## WHAT IS NEEDED
Identify every line in the records below that contains the word "StandardLocationMap", and reproduce each one.

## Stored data

========

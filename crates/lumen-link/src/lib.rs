//! Shader interface linker.
//!
//! Takes a vertex/fragment source pair written with implicit `attribute`, `varying`, `out` and
//! `uniform` declarations and rewrites both stages to explicit locations and bind group layouts:
//! - vertex attributes get the location of their semantic (see [`vertex::StandardLocationMap`]);
//! - varyings get matching locations in both stages;
//! - value uniforms not provided by an external [`ResourceScope`] are packed into one `std140`
//!   uniform buffer in the mesh bind group, and textures become separate texture/sampler pairs.
//!
//! The entry point is [`ShaderLinker::link`]; [`LinkCache`] memoizes results by content hash.
#![forbid(unsafe_code)]

pub mod bindings;
pub mod cache;
mod emit;
pub mod error;
mod interface;
pub mod layout;
pub mod limits;
pub mod link;
pub mod scan;
pub mod scope;
pub mod stage;
pub mod tables;
pub mod uniform;
pub mod varying;
pub mod vertex;

pub use bindings::{
    BindGroupNames, BindingTable, BufferBinding, HighPrecisionSampling, SampleType,
    TextureBinding, TextureDimension,
};
pub use cache::{LinkCache, LinkCacheLookup, LinkCacheLookupSource, LinkCacheStats};
pub use error::LinkError;
pub use layout::{UniformBufferLayout, UniformFieldLayout};
pub use link::{LinkInput, LinkOptions, LinkedShader, ShaderLinker};
pub use scope::{PreparedScope, ResourceScope};
pub use stage::{ShaderStage, ShaderStages};
pub use tables::LinkTables;
pub use vertex::{
    NoVertexFormats, Semantic, SemanticLocationMap, StandardLocationMap, VertexDataType,
    VertexElementFormat, VertexFormatLookup,
};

========

## FINISHED TASK
//! - vertex attributes get the location of their semantic (see [`vertex::StandardLocationMap`]);
    NoVertexFormats, Semantic, SemanticLocationMap, StandardLocationMap, VertexDataType,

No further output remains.